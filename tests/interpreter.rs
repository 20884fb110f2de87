#[cfg(test)]
mod interpreter_tests {
    use rox as lox;

    use lox::ast::{Expr, Stmt};
    use lox::callable::{Callable, NativeFunction};
    use lox::environment::Environment;
    use lox::error::LoxError;
    use lox::interpreter::Interpreter;
    use lox::lox::CapturedOutput;
    use lox::parser::Parser;
    use lox::resolver::Resolver;
    use lox::scanner::scan_tokens;
    use lox::token::{Token, TokenType};
    use lox::value::Value;

    fn ident(name: &str) -> Token {
        Token::new(TokenType::IDENTIFIER, name, 1)
    }

    fn parse(source: &str) -> Vec<Option<Stmt>> {
        let (tokens, _) = scan_tokens(source);
        let mut parser = Parser::new(tokens);
        let statements = parser.parse();
        assert!(!parser.had_error(), "parse errors: {:?}", parser.errors());
        statements
    }

    /// Parse, resolve and run `source` on a fresh interpreter.
    fn execute(source: &str) -> (Result<(), LoxError>, Vec<String>) {
        let output = CapturedOutput::new();
        let mut interpreter = Interpreter::with_output(Box::new(output.clone()));

        let statements = parse(source);
        {
            let mut resolver = Resolver::new(&mut interpreter);
            resolver.resolve(&statements);
            assert!(!resolver.had_error(), "resolve errors: {:?}", resolver.errors());
        }

        let result = interpreter.interpret(&statements);
        (result, output.lines())
    }

    fn evaluate(source: &str) -> Value {
        let mut interpreter = Interpreter::new();

        match parse(&format!("{};", source)).pop().flatten() {
            Some(Stmt::Expression(expr)) => interpreter
                .evaluate(&expr)
                .unwrap_or_else(|e| panic!("evaluation of {:?} failed: {}", source, e)),
            other => panic!("expected expression, got {:?}", other),
        }
    }

    fn runtime_error(source: &str) -> String {
        match execute(source).0 {
            Err(e) => {
                assert!(e.is_runtime());
                e.to_string()
            }
            Ok(()) => panic!("expected a runtime error from {:?}", source),
        }
    }

    // ───────────────────────── environment ─────────────────────────

    #[test]
    fn test_environment_get_walks_outward() {
        let globals = Environment::new();
        globals.define("a", Value::Number(1.0));

        let inner = Environment::with_enclosing(&Environment::with_enclosing(&globals));

        assert_eq!(inner.get(&ident("a")).ok(), Some(Value::Number(1.0)));
        assert_eq!(
            inner.get(&ident("b")).map_err(|e| e.to_string()),
            Err("Undefined variable 'b'.\n[line 1]".to_string())
        );
    }

    #[test]
    fn test_environment_assign_updates_nearest_binding() {
        let globals = Environment::new();
        globals.define("a", Value::Number(1.0));
        let inner = Environment::with_enclosing(&globals);

        assert!(inner.assign(&ident("a"), Value::Number(2.0)).is_ok());
        assert!(!inner.contains("a"));
        assert_eq!(globals.get(&ident("a")).ok(), Some(Value::Number(2.0)));

        assert!(inner.assign(&ident("missing"), Value::Nil).is_err());
    }

    #[test]
    fn test_environment_at_distance_skips_search() {
        let globals = Environment::new();
        globals.define("a", Value::from("global"));
        let middle = Environment::with_enclosing(&globals);
        middle.define("a", Value::from("middle"));
        let inner = Environment::with_enclosing(&middle);

        assert_eq!(inner.get_at(1, &ident("a")).ok(), Some(Value::from("middle")));
        assert_eq!(inner.get_at(2, &ident("a")).ok(), Some(Value::from("global")));
        assert!(inner.get_at(0, &ident("a")).is_err());

        inner.assign_at(2, &ident("a"), Value::from("changed"));
        assert_eq!(globals.get(&ident("a")).ok(), Some(Value::from("changed")));
        assert_eq!(middle.get(&ident("a")).ok(), Some(Value::from("middle")));
    }

    #[test]
    fn test_environment_clones_alias_one_frame() {
        let env = Environment::new();
        let alias = env.clone();

        alias.define("x", Value::Bool(true));

        assert!(env.contains("x"));
    }

    #[cfg(debug_assertions)]
    #[test]
    #[should_panic(expected = "exceeds environment chain")]
    fn test_environment_distance_past_root_is_caught() {
        let globals = Environment::new();
        let inner = Environment::with_enclosing(&globals);

        let _ = inner.get_at(2, &ident("a"));
    }

    // ───────────────────────── values ─────────────────────────

    #[test]
    fn test_truthiness() {
        assert!(!Value::Nil.is_truthy());
        assert!(!Value::Bool(false).is_truthy());
        assert!(Value::Bool(true).is_truthy());
        assert!(Value::Number(0.0).is_truthy());
        assert!(Value::from("").is_truthy());
    }

    #[test]
    fn test_equality_never_crosses_types() {
        assert_eq!(Value::Nil, Value::Nil);
        assert_ne!(Value::Nil, Value::Bool(false));
        assert_ne!(Value::Number(0.0), Value::Bool(false));
        assert_ne!(Value::from("1"), Value::Number(1.0));
        assert_eq!(Value::from("a"), Value::from("a"));
    }

    #[test]
    fn test_stringification() {
        assert_eq!(Value::Number(3.0).to_string(), "3");
        assert_eq!(Value::Number(3.5).to_string(), "3.5");
        assert_eq!(Value::Number(-12.0).to_string(), "-12");
        assert_eq!(Value::Nil.to_string(), "nil");
        assert_eq!(Value::Bool(true).to_string(), "true");
        assert_eq!(Value::from("text").to_string(), "text");
        assert_eq!(Value::Native(NativeFunction::clock()).to_string(), "<native fn>");
    }

    // ───────────────────────── expressions ─────────────────────────

    #[test]
    fn test_arithmetic_matches_ieee_doubles() {
        let cases: [(&str, f64); 7] = [
            ("1 + 2 * 3", 1.0 + 2.0 * 3.0),
            ("(1 + 2) * 3", (1.0 + 2.0) * 3.0),
            ("10 / 4", 10.0 / 4.0),
            ("0.1 + 0.2", 0.1 + 0.2),
            ("1 - 2 - 3", 1.0 - 2.0 - 3.0),
            ("-3 * -2.5", -3.0 * -2.5),
            ("7 / 3 * 3", 7.0 / 3.0 * 3.0),
        ];

        for (source, expected) in cases {
            assert_eq!(evaluate(source), Value::Number(expected), "{}", source);
        }
    }

    #[test]
    fn test_comparison_and_equality() {
        assert_eq!(evaluate("1 < 2"), Value::Bool(true));
        assert_eq!(evaluate("2 <= 2"), Value::Bool(true));
        assert_eq!(evaluate("1 > 2"), Value::Bool(false));
        assert_eq!(evaluate("3 >= 4"), Value::Bool(false));
        assert_eq!(evaluate("1 == 1"), Value::Bool(true));
        assert_eq!(evaluate("nil == false"), Value::Bool(false));
        assert_eq!(evaluate("\"a\" != \"b\""), Value::Bool(true));
        assert_eq!(evaluate("!nil"), Value::Bool(true));
    }

    #[test]
    fn test_string_concatenation() {
        assert_eq!(evaluate("\"foo\" + \"bar\""), Value::from("foobar"));
    }

    #[test]
    fn test_logical_operators_return_operands() {
        assert_eq!(evaluate("nil or \"yes\""), Value::from("yes"));
        assert_eq!(evaluate("1 or 2"), Value::Number(1.0));
        assert_eq!(evaluate("nil and 2"), Value::Nil);
        assert_eq!(evaluate("1 and 2"), Value::Number(2.0));
    }

    #[test]
    fn test_short_circuit_skips_right_operand() {
        let (result, output) = execute(
            "fun boom() { print \"evaluated\"; return true; }\n\
             print false and boom();\n\
             print true or boom();",
        );

        assert!(result.is_ok());
        assert_eq!(output, vec!["false", "true"]);
    }

    // ───────────────────────── runtime errors ─────────────────────────

    #[test]
    fn test_divide_by_zero_is_an_error() {
        assert_eq!(runtime_error("print 1 / 0;"), "Cannot divide by zero.\n[line 1]");
    }

    #[test]
    fn test_operand_type_errors() {
        assert_eq!(runtime_error("-\"a\";"), "Operand must be a number.\n[line 1]");
        assert_eq!(runtime_error("1 < \"a\";"), "Operands must be numbers.\n[line 1]");
        assert_eq!(
            runtime_error("1 + \"a\";"),
            "Operands must be two numbers or two strings.\n[line 1]"
        );
    }

    #[test]
    fn test_calling_non_callable() {
        assert_eq!(
            runtime_error("\"str\"();"),
            "Can only call functions and classes.\n[line 1]"
        );
    }

    #[test]
    fn test_arity_mismatch_names_both_counts() {
        assert_eq!(
            runtime_error("fun f(a, b) {}\nf(1);"),
            "Expected 2 arguments but got 1.\n[line 2]"
        );
        assert_eq!(
            runtime_error("clock(1);"),
            "Expected 0 arguments but got 1.\n[line 1]"
        );
    }

    #[test]
    fn test_arity_is_checked_before_the_body_runs() {
        let (result, output) = execute("fun f(a) { print \"ran\"; }\nf();");

        assert!(result.is_err());
        assert!(output.is_empty());
    }

    #[test]
    fn test_undefined_variable() {
        assert_eq!(
            runtime_error("print missing;"),
            "Undefined variable 'missing'.\n[line 1]"
        );
        assert_eq!(
            runtime_error("missing = 1;"),
            "Undefined variable 'missing'.\n[line 1]"
        );
    }

    #[test]
    fn test_runtime_error_stops_remaining_statements() {
        let (result, output) = execute("print 1;\nprint nil + 1;\nprint 2;");

        assert!(result.is_err());
        assert_eq!(output, vec!["1"]);
    }

    #[test]
    fn test_state_survives_a_runtime_error() {
        let output = CapturedOutput::new();
        let mut interpreter = Interpreter::with_output(Box::new(output.clone()));

        let first = parse("var kept = \"still here\"; { var x = 1; x(); }");
        Resolver::new(&mut interpreter).resolve(&first);
        assert!(interpreter.interpret(&first).is_err());

        // Execution is back at the global scope.
        let second = parse("print kept;");
        Resolver::new(&mut interpreter).resolve(&second);
        assert!(interpreter.interpret(&second).is_ok());

        assert_eq!(output.lines(), vec!["still here"]);
        assert!(interpreter.globals().contains("kept"));
    }

    #[test]
    fn test_stray_return_reports_its_line() {
        let mut interpreter = Interpreter::new();

        // Skips the resolver, which would reject this statically.
        let statements = parse("var x = 1;\n\n{ return x; }");
        match interpreter.interpret(&statements) {
            Err(e) => {
                assert_eq!(e.line(), Some(3));
                assert_eq!(e.to_string(), "Can't return from top-level code.\n[line 3]");
            }
            Ok(()) => panic!("expected a runtime error"),
        }
    }

    #[test]
    fn test_error_lines() {
        let (_, lex_errors) = scan_tokens("\n@");
        assert_eq!(lex_errors[0].line(), Some(2));

        let (tokens, _) = scan_tokens("print 1;\n\nprint ;");
        let mut parser = Parser::new(tokens);
        parser.parse();
        assert_eq!(parser.errors()[0].line(), Some(3));

        let minus = Token::new(TokenType::MINUS, "-", 7);
        let runtime = LoxError::runtime(&minus, "Operand must be a number.");
        assert!(runtime.is_runtime());
        assert_eq!(runtime.line(), Some(7));

        let io = LoxError::from(std::io::Error::new(std::io::ErrorKind::Other, "closed"));
        assert!(!io.is_runtime());
        assert_eq!(io.line(), None);
    }

    // ───────────────────────── callables ─────────────────────────

    #[test]
    fn test_native_clock() {
        let clock = NativeFunction::clock();
        assert_eq!(clock.arity(), 0);
        assert_eq!(clock.name(), "clock");

        assert!(matches!(evaluate("clock()"), Value::Number(n) if n > 0.0));
    }

    #[test]
    fn test_function_display_and_identity() {
        let (result, output) = execute(
            "fun f() {}\n\
             var g = f;\n\
             print f;\n\
             print f == g;\n\
             class A { m() {} }\n\
             var a = A();\n\
             print A;\n\
             print a;\n\
             print a.m;\n\
             print a.m == a.m;\n\
             print a == a;\n\
             print A() == A();",
        );

        assert!(result.is_ok());
        assert_eq!(
            output,
            vec![
                "<fn f>",
                "true",
                "A",
                "A instance",
                "<fn m>",
                // Each access binds a fresh method.
                "false",
                "true",
                "false",
            ]
        );
    }

    #[test]
    fn test_evaluate_does_not_need_statements() {
        let mut interpreter = Interpreter::new();
        let expr = Expr::variable(ident("clock"));

        assert!(matches!(
            interpreter.evaluate(&expr),
            Ok(Value::Native(ref native)) if native.name() == "clock"
        ));
    }
}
++++++++++++++++++++
[Task goal] Only the lines from the first line of the material above through the line that contains "use lox::lox::CapturedOutput;" should be quoted, each one exactly.

[Solution to this exercise]
filename tests/interpreter.rs
repository 20884fb110f2de87
#[cfg(test)]
mod interpreter_tests {
    use rox as lox;

    use lox::ast::{Expr, Stmt};
    use lox::callable::{Callable, NativeFunction};
    use lox::environment::Environment;
    use lox::error::LoxError;
    use lox::interpreter::Interpreter;
    use lox::lox::CapturedOutput;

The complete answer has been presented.